I’ve only recently started experimenting with building a Polars engine for the data algebra (the data algebra being a system for manipulating data in memory or generating the equivalent SQL for databases). The data algebra was always intended to have multiple data engines. I started and abandoned a few other data algebra engines, as the target system were in fact slower and less expressive than the current Pandas engine. Many of the “we are great at scale” data engines choke on common application tasks such as applying computing summaries over groups, and are fast on uninteresting benchmark-only tasks.

My new Polars adapter is not complete, but developing against Polars has been rapid, enjoyable, and quite impressive.

Here are my latest results on a simple grouped application task in Python and in R:


methodtime (seconds/run)language
Pandas0.247Python
data_algebra_Pandas0.362Python
Polars0.105Python
Polars (lazy)0.110Python
data_algebra_Polars0.111Python
base_R5.153R
data_table0.099R
dplyr1.110R
dtplyr0.144R
rqdatatable0.215R

Most importantly: the same speed is available both in R and in Python, if you use the appropriate package.

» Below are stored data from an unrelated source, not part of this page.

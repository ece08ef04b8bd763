//! Credential configuration loaded from environment variables
//!
//! Every optional value treats an empty string as unset, so a blank
//! `AZURE_CLIENT_SECRET=` in a `.env` file does not make a strategy applicable.

use std::path::PathBuf;

pub const DEFAULT_AUTHORITY_HOST: &str = "https://login.microsoftonline.com";
pub const DEFAULT_SCOPE: &str = "https://management.azure.com/.default";
pub const DEFAULT_GRAPH_BASE_URL: &str = "https://graph.microsoft.com/v1.0";
pub const DEFAULT_GRAPH_SCOPE: &str = "https://graph.microsoft.com/.default";
pub const DEFAULT_READY_TIMEOUT_MS: u64 = 30_000;

/// Signals that the process runs inside the hosting platform
#[derive(Debug, Clone, Default, PartialEq, Eq)]
pub struct PlatformIdentityHints {
    /// App Service style endpoint (`IDENTITY_ENDPOINT` + `IDENTITY_HEADER`)
    pub identity_endpoint: Option<String>,
    pub identity_header: Option<String>,
    /// Legacy endpoint (`MSI_ENDPOINT` + `MSI_SECRET`)
    pub msi_endpoint: Option<String>,
    pub msi_secret: Option<String>,
    /// Opt-in to the instance metadata service when no endpoint is injected
    pub use_imds: bool,
    /// User-assigned identity; system-assigned when absent
    pub client_id: Option<String>,
}

impl PlatformIdentityHints {
    pub fn from_env() -> Self {
        Self {
            identity_endpoint: env_opt("IDENTITY_ENDPOINT"),
            identity_header: env_opt("IDENTITY_HEADER"),
            msi_endpoint: env_opt("MSI_ENDPOINT"),
            msi_secret: env_opt("MSI_SECRET"),
            use_imds: env_flag("AZURE_USE_MANAGED_IDENTITY"),
            client_id: env_opt("AZURE_MANAGED_IDENTITY_CLIENT_ID"),
        }
    }

    pub fn is_present(&self) -> bool {
        self.identity_endpoint.is_some() || self.msi_endpoint.is_some() || self.use_imds
    }
}

#[derive(Debug, Clone)]
pub struct CredentialConfig {
    pub vault_uri: Option<String>,
    pub certificate_name: Option<String>,
    pub certificate_password: Option<String>,
    pub tenant_id: Option<String>,
    pub client_id: Option<String>,
    pub client_secret: Option<String>,
    pub platform: PlatformIdentityHints,
    pub authority_host: String,
    /// Scope used for liveness tests and scope-less token requests
    pub default_scope: String,
    /// `None` when graph access is switched off (`GRAPH_ENABLED=false`)
    pub graph_base_url: Option<String>,
    pub graph_scope: String,
    /// Upper bound for `ensure_ready` waits
    pub ready_timeout_ms: u64,
    /// Where the certificate file fallback writes its short-lived file
    pub temp_dir: PathBuf,
}

impl Default for CredentialConfig {
    fn default() -> Self {
        Self {
            vault_uri: env_opt("AZURE_KEY_VAULT_URI").or_else(|| env_opt("KEY_VAULT_URI")),
            certificate_name: env_opt("AZURE_CERTIFICATE_NAME"),
            certificate_password: env_opt("AZURE_CERTIFICATE_PASSWORD"),
            tenant_id: env_opt("AZURE_TENANT_ID"),
            client_id: env_opt("AZURE_CLIENT_ID"),
            client_secret: env_opt("AZURE_CLIENT_SECRET"),
            platform: PlatformIdentityHints::from_env(),
            authority_host: env_opt("AZURE_AUTHORITY_HOST")
                .unwrap_or_else(|| DEFAULT_AUTHORITY_HOST.to_string()),
            default_scope: env_opt("CREDENTIAL_DEFAULT_SCOPE")
                .unwrap_or_else(|| DEFAULT_SCOPE.to_string()),
            graph_base_url: if env_opt("GRAPH_ENABLED").map_or(true, |v| is_truthy(&v)) {
                Some(
                    env_opt("GRAPH_BASE_URL")
                        .unwrap_or_else(|| DEFAULT_GRAPH_BASE_URL.to_string()),
                )
            } else {
                None
            },
            graph_scope: env_opt("GRAPH_SCOPE").unwrap_or_else(|| DEFAULT_GRAPH_SCOPE.to_string()),
            ready_timeout_ms: std::env::var("CREDENTIAL_READY_TIMEOUT_MS")
                .ok()
                .and_then(|v| v.parse::<u64>().ok())
                .unwrap_or(DEFAULT_READY_TIMEOUT_MS),
            temp_dir: env_opt("CREDENTIAL_TEMP_DIR")
                .map(PathBuf::from)
                .unwrap_or_else(std::env::temp_dir),
        }
    }
}

impl CredentialConfig {
    pub fn from_env() -> Self {
        Self::default()
    }

    /// Configuration with nothing set; defaults only, no environment lookups
    pub fn blank() -> Self {
        Self {
            vault_uri: None,
            certificate_name: None,
            certificate_password: None,
            tenant_id: None,
            client_id: None,
            client_secret: None,
            platform: PlatformIdentityHints::default(),
            authority_host: DEFAULT_AUTHORITY_HOST.to_string(),
            default_scope: DEFAULT_SCOPE.to_string(),
            graph_base_url: Some(DEFAULT_GRAPH_BASE_URL.to_string()),
            graph_scope: DEFAULT_GRAPH_SCOPE.to_string(),
            ready_timeout_ms: DEFAULT_READY_TIMEOUT_MS,
            temp_dir: std::env::temp_dir(),
        }
    }

    /// Vault URI, certificate name, tenant id and client id are all required
    pub fn has_certificate_config(&self) -> bool {
        self.vault_uri.is_some()
            && self.certificate_name.is_some()
            && self.tenant_id.is_some()
            && self.client_id.is_some()
    }
}

pub(crate) fn env_opt(name: &str) -> Option<String> {
    std::env::var(name)
        .ok()
        .map(|s| s.trim().to_string())
        .filter(|s| !s.is_empty())
}

fn env_flag(name: &str) -> bool {
    env_opt(name).map(|v| is_truthy(&v)).unwrap_or(false)
}

fn is_truthy(v: &str) -> bool {
    matches!(v.to_ascii_lowercase().as_str(), "1" | "true" | "yes")
}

Notice in R, of the packages tested, only those based on data.table (data.table, dtplyr, and rqdatatable) are fast (achieve sub-second task timings). In Python things are a bit better, but notice Polars and packages using Polars pulling ahead of the group. (And I have seem Pandas perform much slower on non-trivial tasks with more columns.)

The purpose of the data algebra is to have a unified Codd relational style notation for data manipulation that can be used both on common data frame engines (such as Pandas in memory) and also generate SQL. It was always intended as a system for cleanly specifying data transforms, and is a language for composing transforms. Pandas, Polars and SQL are realizations of such transforms over data. Being able to switch the implementation at run time is a big advantage, one can run the same code locally or at scale in a remote database. Adding Polars as a data algebra engine is an exciting opportunity, a fast realization of what I consider to be a very convenient and powerful notation.